Die alten DER-UNFUG-UND-SEIN-KIND-Haudegen Beastar, Paul und Alex hatten vor einiger Zeit die Punkrock-Band SPIKE aus der Taufe gehoben, an der es nun war, den musikalischen Teil des Abends abzuschließen.  Ganz im Mittelpunkt steht die Sängerin im etwas gewöhnungsbedürftigen Trainingsanzug- und Riesenohrringe-Outfit, die jedoch eine Hammerstimme hat, mit dieser umzugehen weiß und sich in englischer Sprache souveränst durch das melodische, arschtretende Material singt, dabei gern mal sportlich um sich tretend. Das Zeug geht super in die Gehörgänge und begeisterte den überwiegenden Teil der größeren Menschenmenge vor der Bühne mit seiner Energie, Attitüde und Finesse. Schön, dass die jetzt offenbar öfter mal was machen, denn nach ihrem Live-Debüt vor etwas über zwei Jahren im Kraken war das erst mein zweiter SPIKE-Gig. Da dürfte noch einiges gehen!

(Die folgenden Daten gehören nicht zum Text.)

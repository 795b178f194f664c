//! Core Kernel - Foundational types shared by the BrickBook crates
//!
//! - Money and currency handling with precise decimal arithmetic
//! - Business-timezone report periods
//! - Strongly-typed identifiers
//! - Port/adapter plumbing (errors, health checks)

pub mod money;
pub mod temporal;
pub mod identifiers;
pub mod ports;
pub mod error;

pub use money::{Money, Currency, MoneyError};
pub use temporal::{DateRange, ReportPeriod, Timezone, TemporalError};
pub use identifiers::{CustomerId, SaleId, LedgerEntryId};
pub use ports::{
    PortError, DomainPort, AdapterHealth, HealthCheckResult, HealthCheckable,
};
pub use error::CoreError;
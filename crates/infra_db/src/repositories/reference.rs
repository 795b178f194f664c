//! Customer and sale lookups for ledger display

use sqlx::PgPool;
use uuid::Uuid;

use crate::error::DatabaseError;

#[derive(Debug, Clone, sqlx::FromRow)]
pub struct CustomerRow {
    pub customer_id: Uuid,
    pub name: String,
    pub phone: Option<String>,
}

#[derive(Debug, Clone, sqlx::FromRow)]
pub struct SaleRow {
    pub sale_id: Uuid,
    pub invoice_no: String,
}

/// Read-only access to `customers` and `sales`
#[derive(Debug, Clone)]
pub struct ReferenceRepository {
    pool: PgPool,
}

impl ReferenceRepository {
    pub fn new(pool: PgPool) -> Self {
        Self { pool }
    }

    pub async fn customers_by_ids(&self, ids: &[Uuid]) -> Result<Vec<CustomerRow>, DatabaseError> {
        if ids.is_empty() {
            return Ok(Vec::new());
        }
        let rows = sqlx::query_as::<_, CustomerRow>(
            "SELECT customer_id, name, phone FROM customers WHERE customer_id = ANY($1)",
        )
        .bind(ids)
        .fetch_all(&self.pool)
        .await?;
        Ok(rows)
    }

    pub async fn sales_by_ids(&self, ids: &[Uuid]) -> Result<Vec<SaleRow>, DatabaseError> {
        if ids.is_empty() {
            return Ok(Vec::new());
        }
        let rows = sqlx::query_as::<_, SaleRow>(
            "SELECT sale_id, invoice_no FROM sales WHERE sale_id = ANY($1)",
        )
        .bind(ids)
        .fetch_all(&self.pool)
        .await?;
        Ok(rows)
    }
}
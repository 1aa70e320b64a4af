//! Declared-type to converter mapping and value conversion
//!
//! Raw log-miner values are textual literals (or wrapper syntax such as
//! `HEXTORAW('..')` and date literals). Each declared column type maps to one
//! of a small set of converter families, resolved once at cache-refresh time
//! and applied per value afterwards - never re-resolved per row.

use crate::error::{CdcError, Result};
use chrono::NaiveDateTime;
use rust_decimal::Decimal;
use serde::{Deserialize, Serialize};
use std::str::FromStr;

/// Wrapper syntax emitted by the log miner for binary payloads.
const HEX_WRAPPER_PREFIX: &str = "HEXTORAW('";
const HEX_WRAPPER_SUFFIX: &str = "')";

/// Accepted textual date grammars, tried in order.
const TIMESTAMP_FORMATS: &[&str] = &[
    "%Y-%m-%d %H:%M:%S%.f",
    "%Y-%m-%d %H:%M:%S",
    "%Y-%m-%d",
];

/// A fully-typed field value in an output row.
#[derive(Debug, Clone, PartialEq, Serialize, Deserialize)]
pub enum FieldValue {
    /// SQL NULL
    Null,
    /// Arbitrary-precision numeric value
    Decimal(Decimal),
    /// Text value
    Text(String),
    /// Raw bytes (UTF-8 encoding of a character LOB literal)
    Bytes(Vec<u8>),
    /// Timestamp value
    Timestamp(NaiveDateTime),
    /// Ordered name -> raw value map (nested representation mode)
    Map(serde_json::Map<String, serde_json::Value>),
}

impl FieldValue {
    /// Check for SQL NULL.
    pub fn is_null(&self) -> bool {
        matches!(self, FieldValue::Null)
    }

    /// Get the text value, if this is a text field.
    pub fn as_text(&self) -> Option<&str> {
        match self {
            FieldValue::Text(s) => Some(s),
            _ => None,
        }
    }

    /// Get the decimal value, if this is a numeric field.
    pub fn as_decimal(&self) -> Option<Decimal> {
        match self {
            FieldValue::Decimal(d) => Some(*d),
            _ => None,
        }
    }
}

/// Converter family for one declared column type.
///
/// Built once per table at cache-refresh time; the per-value [`convert`]
/// path is a pure function with no allocation beyond the output value.
///
/// [`convert`]: TypeConverter::convert
#[derive(Debug, Clone, Copy, PartialEq, Eq, Serialize, Deserialize)]
pub enum TypeConverter {
    /// Numeric family: NUMBER, INT, FLOAT, DECIMAL, BINARY_DOUBLE, ...
    Decimal,
    /// Text family: CHAR, VARCHAR2, NVARCHAR2, ROWID, LONG, ...
    Text,
    /// Binary family: RAW, BLOB, LONG RAW (HEXTORAW-wrapped payloads)
    Binary,
    /// Temporal family: DATE, TIMESTAMP (without time zone)
    Timestamp,
    /// Character-LOB family: CLOB, NCLOB
    Clob,
}

impl TypeConverter {
    /// Resolve the converter for a declared database type.
    ///
    /// Matching is case-insensitive and ignores a parenthesized precision
    /// suffix (`NUMBER(10,2)` matches `NUMBER`). Types carrying a time-zone
    /// qualifier, interval types, BFILE, and anything unrecognized fail fast
    /// with an unsupported-type error.
    pub fn for_declared_type(declared: &str) -> Result<Self> {
        let upper = declared.trim().to_uppercase();

        // '2021-05-17 15:08:27.000000 AM +08:00' cannot be represented as a
        // plain timestamp, so time-zone qualified temporal types fail fast.
        if upper.contains("TIME ZONE") {
            return Err(CdcError::unsupported_type(declared));
        }

        let base = match upper.find('(') {
            Some(index) => upper[..index].trim(),
            None => upper.as_str(),
        };

        match base {
            "NUMBER" | "SMALLINT" | "MEDIUMINT" | "INT" | "INTEGER" | "INT24" | "FLOAT"
            | "DOUBLE" | "REAL" | "BIGINT" | "DECIMAL" | "NUMERIC" | "BINARY_FLOAT"
            | "BINARY_DOUBLE" => Ok(Self::Decimal),
            // LONG accepts string inserts, so it joins the text family
            "CHAR" | "NCHAR" | "NVARCHAR2" | "ROWID" | "VARCHAR2" | "VARCHAR" | "LONG" => {
                Ok(Self::Text)
            }
            "RAW" | "BLOB" | "LONG RAW" => Ok(Self::Binary),
            "DATE" | "TIMESTAMP" => Ok(Self::Timestamp),
            "CLOB" | "NCLOB" => Ok(Self::Clob),
            _ => Err(CdcError::unsupported_type(declared)),
        }
    }

    /// Convert a raw textual value to its typed representation.
    ///
    /// A NULL raw value converts to [`FieldValue::Null`] without invoking
    /// the type-specific parser.
    pub fn convert(&self, raw: Option<&str>) -> Result<FieldValue> {
        let Some(raw) = raw else {
            return Ok(FieldValue::Null);
        };

        match self {
            Self::Decimal => parse_decimal(raw),
            Self::Text => Ok(FieldValue::Text(raw.to_string())),
            Self::Binary => decode_binary(raw),
            Self::Timestamp => parse_timestamp(raw),
            Self::Clob => Ok(FieldValue::Bytes(raw.as_bytes().to_vec())),
        }
    }
}

/// Parse a numeric literal, tolerating scientific notation (`1.223E-002`).
fn parse_decimal(raw: &str) -> Result<FieldValue> {
    Decimal::from_str(raw)
        .or_else(|_| Decimal::from_scientific(raw))
        .map(FieldValue::Decimal)
        .map_err(|e| CdcError::value_conversion(raw, format!("invalid numeric literal: {e}")))
}

/// Decode a binary literal.
///
/// `HEXTORAW('<hex>')` payloads are hex-decoded and interpreted as UTF-8
/// text; anything else passes through unchanged.
fn decode_binary(raw: &str) -> Result<FieldValue> {
    let inner = raw
        .strip_prefix(HEX_WRAPPER_PREFIX)
        .and_then(|rest| rest.strip_suffix(HEX_WRAPPER_SUFFIX));

    match inner {
        Some(payload) => {
            let bytes = hex::decode(payload)
                .map_err(|e| CdcError::value_conversion(raw, format!("invalid hex payload: {e}")))?;
            let text = String::from_utf8(bytes).map_err(|e| {
                CdcError::value_conversion(raw, format!("hex payload is not valid UTF-8: {e}"))
            })?;
            Ok(FieldValue::Text(text))
        }
        None => Ok(FieldValue::Text(raw.to_string())),
    }
}

/// Parse a temporal literal using the fixed textual-date grammar.
fn parse_timestamp(raw: &str) -> Result<FieldValue> {
    for format in TIMESTAMP_FORMATS {
        if let Ok(ts) = NaiveDateTime::parse_from_str(raw, format) {
            return Ok(FieldValue::Timestamp(ts));
        }
        // Date-only grammar has no time component
        if let Ok(date) = chrono::NaiveDate::parse_from_str(raw, format) {
            return Ok(FieldValue::Timestamp(date.and_hms_opt(0, 0, 0).unwrap_or_default()));
        }
    }
    Err(CdcError::value_conversion(
        raw,
        "unparseable temporal literal",
    ))
}

#[cfg(test)]
mod tests {
    use super::*;

    #[test]
    fn test_numeric_family_mapping() {
        for ty in [
            "NUMBER",
            "NUMBER(10,2)",
            "smallint",
            "INT",
            "INTEGER",
            "FLOAT",
            "DOUBLE",
            "REAL",
            "BIGINT",
            "DECIMAL(38,10)",
            "NUMERIC",
            "BINARY_FLOAT",
            "BINARY_DOUBLE",
        ] {
            assert_eq!(
                TypeConverter::for_declared_type(ty).unwrap(),
                TypeConverter::Decimal,
                "type {ty}"
            );
        }
    }

    #[test]
    fn test_text_family_mapping() {
        for ty in ["CHAR(10)", "NCHAR", "varchar2(200)", "VARCHAR", "NVARCHAR2", "ROWID", "LONG"] {
            assert_eq!(
                TypeConverter::for_declared_type(ty).unwrap(),
                TypeConverter::Text,
                "type {ty}"
            );
        }
    }

    #[test]
    fn test_binary_and_lob_family_mapping() {
        assert_eq!(
            TypeConverter::for_declared_type("RAW(2000)").unwrap(),
            TypeConverter::Binary
        );
        assert_eq!(
            TypeConverter::for_declared_type("BLOB").unwrap(),
            TypeConverter::Binary
        );
        assert_eq!(
            TypeConverter::for_declared_type("LONG RAW").unwrap(),
            TypeConverter::Binary
        );
        assert_eq!(
            TypeConverter::for_declared_type("CLOB").unwrap(),
            TypeConverter::Clob
        );
        assert_eq!(
            TypeConverter::for_declared_type("NCLOB").unwrap(),
            TypeConverter::Clob
        );
    }

    #[test]
    fn test_temporal_family_mapping() {
        assert_eq!(
            TypeConverter::for_declared_type("DATE").unwrap(),
            TypeConverter::Timestamp
        );
        assert_eq!(
            TypeConverter::for_declared_type("TIMESTAMP(6)").unwrap(),
            TypeConverter::Timestamp
        );
    }

    #[test]
    fn test_time_zone_qualified_types_rejected() {
        for ty in [
            "TIMESTAMP(6) WITH TIME ZONE",
            "TIMESTAMP WITH LOCAL TIME ZONE",
        ] {
            let err = TypeConverter::for_declared_type(ty).unwrap_err();
            assert!(matches!(err, CdcError::UnsupportedType { .. }), "type {ty}");
        }
    }

    #[test]
    fn test_unsupported_types_rejected() {
        for ty in ["INTERVAL YEAR", "INTERVAL DAY", "BFILE", "SDO_GEOMETRY"] {
            let err = TypeConverter::for_declared_type(ty).unwrap_err();
            assert!(matches!(err, CdcError::UnsupportedType { .. }), "type {ty}");
            assert!(err.to_string().contains(ty));
        }
    }

    #[test]
    fn test_null_guard_never_parses() {
        for converter in [
            TypeConverter::Decimal,
            TypeConverter::Text,
            TypeConverter::Binary,
            TypeConverter::Timestamp,
            TypeConverter::Clob,
        ] {
            assert_eq!(converter.convert(None).unwrap(), FieldValue::Null);
        }
    }

    #[test]
    fn test_decimal_conversion() {
        let value = TypeConverter::Decimal.convert(Some("123.45")).unwrap();
        assert_eq!(value.as_decimal().unwrap(), Decimal::from_str("123.45").unwrap());
    }

    #[test]
    fn test_decimal_scientific_notation() {
        let value = TypeConverter::Decimal.convert(Some("1.223E-002")).unwrap();
        assert_eq!(
            value.as_decimal().unwrap(),
            Decimal::from_str("0.01223").unwrap()
        );
    }

    #[test]
    fn test_decimal_preserves_precision() {
        let literal = "12345678901234567890.123456";
        let value = TypeConverter::Decimal.convert(Some(literal)).unwrap();
        assert_eq!(value.as_decimal().unwrap().to_string(), literal);
    }

    #[test]
    fn test_decimal_malformed() {
        let err = TypeConverter::Decimal.convert(Some("not a number")).unwrap_err();
        assert!(err.to_string().contains("not a number"));
    }

    #[test]
    fn test_hex_wrapper_decode() {
        let value = TypeConverter::Binary
            .convert(Some("HEXTORAW('68656c6c6f')"))
            .unwrap();
        assert_eq!(value.as_text(), Some("hello"));
    }

    #[test]
    fn test_non_wrapper_binary_passes_through() {
        let value = TypeConverter::Binary.convert(Some("plain text")).unwrap();
        assert_eq!(value.as_text(), Some("plain text"));
    }

    #[test]
    fn test_malformed_hex_payload_fails_naming_value() {
        let err = TypeConverter::Binary
            .convert(Some("HEXTORAW('zz')"))
            .unwrap_err();
        assert!(matches!(err, CdcError::ValueConversion { .. }));
        assert!(err.to_string().contains("HEXTORAW('zz')"));
    }

    #[test]
    fn test_timestamp_conversion() {
        let value = TypeConverter::Timestamp
            .convert(Some("2021-05-17 15:08:27"))
            .unwrap();
        let expected =
            NaiveDateTime::parse_from_str("2021-05-17 15:08:27", "%Y-%m-%d %H:%M:%S").unwrap();
        assert_eq!(value, FieldValue::Timestamp(expected));
    }

    #[test]
    fn test_timestamp_with_fraction() {
        let value = TypeConverter::Timestamp
            .convert(Some("2021-05-17 15:08:27.123456"))
            .unwrap();
        match value {
            FieldValue::Timestamp(ts) => {
                assert_eq!(ts.format("%Y-%m-%d %H:%M:%S%.6f").to_string(),
                    "2021-05-17 15:08:27.123456");
            }
            other => panic!("expected timestamp, got {other:?}"),
        }
    }

    #[test]
    fn test_date_only_literal() {
        let value = TypeConverter::Timestamp.convert(Some("2021-05-17")).unwrap();
        match value {
            FieldValue::Timestamp(ts) => {
                assert_eq!(ts.format("%Y-%m-%d %H:%M:%S").to_string(), "2021-05-17 00:00:00");
            }
            other => panic!("expected timestamp, got {other:?}"),
        }
    }

    #[test]
    fn test_unparseable_temporal_literal() {
        let err = TypeConverter::Timestamp
            .convert(Some("17/05/2021"))
            .unwrap_err();
        assert!(matches!(err, CdcError::ValueConversion { .. }));
    }

    #[test]
    fn test_clob_conversion() {
        let value = TypeConverter::Clob.convert(Some("hello")).unwrap();
        assert_eq!(value, FieldValue::Bytes(b"hello".to_vec()));
    }
}
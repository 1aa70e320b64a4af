//! Table metadata and the schema converter cache
//!
//! The cache maps a table identity to an immutable snapshot of that table's
//! schema plus a positionally-indexed converter array. A refresh builds a
//! brand-new entry and swaps it in atomically, so concurrent readers never
//! observe a half-updated converter array paired with a mismatched schema.

use crate::convert::TypeConverter;
use crate::error::{BoxError, CdcError, Result};
use crate::event::Column;
use async_trait::async_trait;
use dashmap::DashMap;
use serde::{Deserialize, Serialize};
use std::sync::Arc;
use tracing::debug;

/// Point-in-time snapshot of a table's declared columns.
#[derive(Debug, Clone, PartialEq, Eq, Serialize, Deserialize)]
pub struct TableSchema {
    /// Column names in declaration order
    pub column_names: Vec<String>,
    /// Declared database types, positionally matched to `column_names`
    pub column_types: Vec<String>,
}

impl TableSchema {
    /// Create a schema from parallel name/type lists.
    pub fn new(column_names: Vec<String>, column_types: Vec<String>) -> Self {
        Self {
            column_names,
            column_types,
        }
    }

    /// Create a schema from `(name, type)` pairs.
    pub fn from_columns<N, T>(columns: impl IntoIterator<Item = (N, T)>) -> Self
    where
        N: Into<String>,
        T: Into<String>,
    {
        let (column_names, column_types) = columns
            .into_iter()
            .map(|(n, t)| (n.into(), t.into()))
            .unzip();
        Self {
            column_names,
            column_types,
        }
    }

    /// Number of declared columns.
    pub fn len(&self) -> usize {
        self.column_names.len()
    }

    /// Check for an empty schema.
    pub fn is_empty(&self) -> bool {
        self.column_names.is_empty()
    }

    /// Position of a column name in declaration order.
    pub fn column_index(&self, name: &str) -> Option<usize> {
        self.column_names.iter().position(|n| n == name)
    }
}

/// Provider of current table metadata (a JDBC-style collaborator).
///
/// Injected into the [`ConverterCache`] at construction; the call is
/// synchronous from the affected table's point of view and any timeout is the
/// provider's responsibility.
#[async_trait]
pub trait MetadataProvider: Send + Sync {
    /// Fetch the current column names and declared types for a table.
    async fn table_metadata(
        &self,
        schema: &str,
        table: &str,
    ) -> std::result::Result<TableSchema, BoxError>;
}

/// One cached converter pipeline for a table.
///
/// Immutable after construction; replaced as a unit on refresh.
#[derive(Debug)]
pub struct CacheEntry {
    /// The schema snapshot the converters were built from
    pub schema: TableSchema,
    /// Converters positionally indexed to `schema.column_names`
    pub converters: Vec<TypeConverter>,
}

impl CacheEntry {
    fn build(table: &str, schema: TableSchema) -> Result<Self> {
        // Mismatched parallel lists would desync converter indices from
        // column positions, so they are rejected before install.
        if schema.column_names.len() != schema.column_types.len() {
            return Err(CdcError::metadata_fetch(
                table,
                format!(
                    "metadata reports {} column names but {} column types",
                    schema.column_names.len(),
                    schema.column_types.len()
                )
                .into(),
            ));
        }
        let converters = schema
            .column_types
            .iter()
            .map(|ty| TypeConverter::for_declared_type(ty))
            .collect::<Result<Vec<_>>>()?;
        Ok(Self { schema, converters })
    }

    /// Check whether an incoming column set still matches this entry:
    /// same column count and every incoming name known to the schema.
    fn matches(&self, incoming: &[Column]) -> bool {
        incoming.len() == self.converters.len()
            && incoming
                .iter()
                .all(|column| self.schema.column_index(&column.name).is_some())
    }
}

/// Read-mostly cache of per-table converter pipelines.
///
/// Shared across all tables' dispatch workers. A detected drift (column count
/// or names no longer matching) triggers a full refresh from the metadata
/// provider; the refresh blocks only the worker for the affected table.
pub struct ConverterCache {
    provider: Arc<dyn MetadataProvider>,
    entries: DashMap<String, Arc<CacheEntry>>,
}

impl ConverterCache {
    /// Create a cache backed by the given metadata provider.
    pub fn new(provider: Arc<dyn MetadataProvider>) -> Self {
        Self {
            provider,
            entries: DashMap::new(),
        }
    }

    /// Resolve the converter pipeline for a table.
    ///
    /// Returns the cached entry when the incoming column set still matches;
    /// otherwise refreshes from the metadata provider first. Fails only by
    /// propagating a metadata-provider or unsupported-type error.
    pub async fn resolve(
        &self,
        schema: &str,
        table: &str,
        incoming: &[Column],
    ) -> Result<Arc<CacheEntry>> {
        let key = table_key(schema, table);
        if let Some(entry) = self.entries.get(&key) {
            if entry.matches(incoming) {
                return Ok(Arc::clone(entry.value()));
            }
            debug!(table = %key, "converter drift detected, refreshing table metadata");
        }
        self.refresh(schema, table).await
    }

    /// Force a refresh of a table's cached schema and converters.
    ///
    /// Used by the DDL handler after a schema change event; the new entry is
    /// installed as a unit.
    pub async fn refresh(&self, schema: &str, table: &str) -> Result<Arc<CacheEntry>> {
        let key = table_key(schema, table);
        let metadata = self
            .provider
            .table_metadata(schema, table)
            .await
            .map_err(|source| CdcError::metadata_fetch(&key, source))?;

        debug!(
            table = %key,
            columns = metadata.len(),
            "rebuilding converter pipeline from table metadata"
        );

        let entry = Arc::new(CacheEntry::build(&key, metadata)?);
        self.entries.insert(key, entry.clone());
        Ok(entry)
    }

    /// Number of cached tables.
    pub fn len(&self) -> usize {
        self.entries.len()
    }

    /// Check for an empty cache.
    pub fn is_empty(&self) -> bool {
        self.entries.is_empty()
    }
}

fn table_key(schema: &str, table: &str) -> String {
    format!("{schema}.{table}")
}

/// Simple in-memory metadata provider for testing.
#[derive(Debug, Default)]
pub struct MemoryMetadataProvider {
    tables: DashMap<String, TableSchema>,
}

impl MemoryMetadataProvider {
    pub fn new() -> Self {
        Self::default()
    }

    /// Register or replace a table's metadata.
    pub fn set_table(&self, schema: &str, table: &str, metadata: TableSchema) {
        self.tables.insert(table_key(schema, table), metadata);
    }
}

#[async_trait]
impl MetadataProvider for MemoryMetadataProvider {
    async fn table_metadata(
        &self,
        schema: &str,
        table: &str,
    ) -> std::result::Result<TableSchema, BoxError> {
        let key = table_key(schema, table);
        self.tables
            .get(&key)
            .map(|entry| entry.value().clone())
            .ok_or_else(|| format!("unknown table {key}").into())
    }
}
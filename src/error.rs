//! Error types for the CDC core
//!
//! Every fatal error carries enough context (table identity, raw value,
//! expected vs actual column sets) to diagnose without re-running the
//! pipeline. None of these errors are retried internally: they are either a
//! transient external dependency failure (metadata fetch, left to the
//! caller's retry policy) or a logical schema mismatch that retrying cannot
//! fix.

use serde::{Deserialize, Serialize};
use thiserror::Error;

/// Boxed error returned by external collaborators (metadata providers).
pub type BoxError = Box<dyn std::error::Error + Send + Sync>;

/// Error categories for metrics and alerting.
#[derive(Debug, Clone, Copy, PartialEq, Eq, Hash, Serialize, Deserialize)]
#[serde(rename_all = "snake_case")]
pub enum ErrorCategory {
    /// Metadata provider failures
    Metadata,
    /// Schema mismatch errors (drift that a refresh could not resolve)
    Schema,
    /// Value conversion errors (bad wrapper syntax, unparseable literals)
    Conversion,
    /// Configuration errors (invalid settings)
    Configuration,
    /// Other/unknown errors
    Other,
}

/// CDC core errors
#[derive(Error, Debug)]
pub enum CdcError {
    /// Metadata provider call failed while refreshing a table's schema
    #[error("metadata fetch failed for table {table}: {source}")]
    MetadataFetch {
        /// Table identity (`schema.table`)
        table: String,
        #[source]
        source: BoxError,
    },

    /// An incoming column name could not be located in the cached schema,
    /// even after a refresh
    #[error(
        "fields in table {table} are inconsistent with cached metadata: \
         event columns {}, metadata columns {}",
        json_list(.event_columns),
        json_list(.meta_columns)
    )]
    FieldInconsistency {
        /// Table identity (`schema.table`)
        table: String,
        /// Column names carried by the offending event
        event_columns: Vec<String>,
        /// Column names reported by the cached metadata
        meta_columns: Vec<String>,
    },

    /// A declared column type has no converter
    #[error("unsupported column type: {column_type}")]
    UnsupportedType {
        /// The declared type as reported by the metadata provider
        column_type: String,
    },

    /// A raw value could not be converted to its typed representation
    #[error("failed to convert value [{value}]: {message}")]
    ValueConversion {
        /// The offending raw value
        value: String,
        message: String,
    },

    /// Configuration error
    #[error("configuration error: {0}")]
    Config(String),

    /// Invalid state
    #[error("invalid state: {0}")]
    InvalidState(String),
}

/// JSON-encode a column name list for error diagnostics.
fn json_list(columns: &[String]) -> String {
    serde_json::to_string(columns).unwrap_or_else(|_| format!("{columns:?}"))
}

impl CdcError {
    /// Create a metadata fetch error for a table.
    pub fn metadata_fetch(table: impl Into<String>, source: BoxError) -> Self {
        Self::MetadataFetch {
            table: table.into(),
            source,
        }
    }

    /// Create a field inconsistency error.
    pub fn field_inconsistency(
        table: impl Into<String>,
        event_columns: Vec<String>,
        meta_columns: Vec<String>,
    ) -> Self {
        Self::FieldInconsistency {
            table: table.into(),
            event_columns,
            meta_columns,
        }
    }

    /// Create an unsupported type error.
    pub fn unsupported_type(column_type: impl Into<String>) -> Self {
        Self::UnsupportedType {
            column_type: column_type.into(),
        }
    }

    /// Create a value conversion error.
    pub fn value_conversion(value: impl Into<String>, message: impl Into<String>) -> Self {
        Self::ValueConversion {
            value: value.into(),
            message: message.into(),
        }
    }

    /// Create a config error.
    pub fn config(msg: impl Into<String>) -> Self {
        Self::Config(msg.into())
    }

    /// Create an invalid state error.
    pub fn invalid_state(msg: impl Into<String>) -> Self {
        Self::InvalidState(msg.into())
    }

    /// Check if this error is fatal for the affected table.
    ///
    /// All surfaced errors are fatal: schema drift is resolved internally by
    /// a cache refresh and never reaches the caller as an error.
    pub fn is_fatal(&self) -> bool {
        true
    }

    /// Get the error category for metrics and alerting.
    pub fn category(&self) -> ErrorCategory {
        match self {
            Self::MetadataFetch { .. } => ErrorCategory::Metadata,
            Self::FieldInconsistency { .. } => ErrorCategory::Schema,
            Self::UnsupportedType { .. } => ErrorCategory::Schema,
            Self::ValueConversion { .. } => ErrorCategory::Conversion,
            Self::Config(_) => ErrorCategory::Configuration,
            Self::InvalidState(_) => ErrorCategory::Other,
        }
    }

    /// Get a metric-safe error code.
    pub fn error_code(&self) -> &'static str {
        match self {
            Self::MetadataFetch { .. } => "metadata_fetch",
            Self::FieldInconsistency { .. } => "field_inconsistency",
            Self::UnsupportedType { .. } => "unsupported_type",
            Self::ValueConversion { .. } => "value_conversion",
            Self::Config(_) => "config_error",
            Self::InvalidState(_) => "invalid_state",
        }
    }
}

/// Result type for CDC core operations
pub type Result<T> = std::result::Result<T, CdcError>;

#[cfg(test)]
mod tests {
    use super::*;

    #[test]
    fn test_error_display() {
        let err = CdcError::value_conversion("HEXTORAW('zz')", "invalid hex payload");
        assert!(err.to_string().contains("HEXTORAW('zz')"));
        assert!(err.to_string().contains("invalid hex payload"));
    }

    #[test]
    fn test_field_inconsistency_reports_both_sides() {
        let err = CdcError::field_inconsistency(
            "S.T",
            vec!["ID".to_string(), "EXTRA".to_string()],
            vec!["ID".to_string(), "NAME".to_string()],
        );
        let msg = err.to_string();
        assert!(msg.contains("S.T"));
        assert!(msg.contains(r#"["ID","EXTRA"]"#));
        assert!(msg.contains(r#"["ID","NAME"]"#));
    }

    #[test]
    fn test_metadata_fetch_wraps_source() {
        let source: BoxError = "connection reset".into();
        let err = CdcError::metadata_fetch("S.T", source);
        assert!(err.to_string().contains("metadata fetch failed"));
        assert!(err.to_string().contains("connection reset"));
        assert!(std::error::Error::source(&err).is_some());
    }

    #[test]
    fn test_error_category() {
        assert_eq!(
            CdcError::metadata_fetch("t", "x".into()).category(),
            ErrorCategory::Metadata
        );
        assert_eq!(
            CdcError::unsupported_type("BFILE").category(),
            ErrorCategory::Schema
        );
        assert_eq!(
            CdcError::value_conversion("v", "m").category(),
            ErrorCategory::Conversion
        );
        assert_eq!(
            CdcError::config("bad").category(),
            ErrorCategory::Configuration
        );
    }

    #[test]
    fn test_error_code() {
        assert_eq!(
            CdcError::unsupported_type("BFILE").error_code(),
            "unsupported_type"
        );
        assert_eq!(CdcError::config("x").error_code(), "config_error");
    }

    #[test]
    fn test_all_errors_fatal() {
        assert!(CdcError::unsupported_type("BFILE").is_fatal());
        assert!(CdcError::invalid_state("x").is_fatal());
    }
}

Gute Ausbeute also mal wieder und ein schöner Noch-nicht-ganz-Ausklang des Straßenfests, das erst in der Kneipe sein Ende fand und im Vergleich zu manch anderem „alternativen“ Straßenfest angenehm entspannt und stressfrei ablief. Danke an die Veranstalter und Mitverantwortlichen und bis nächstes Jahr, wa?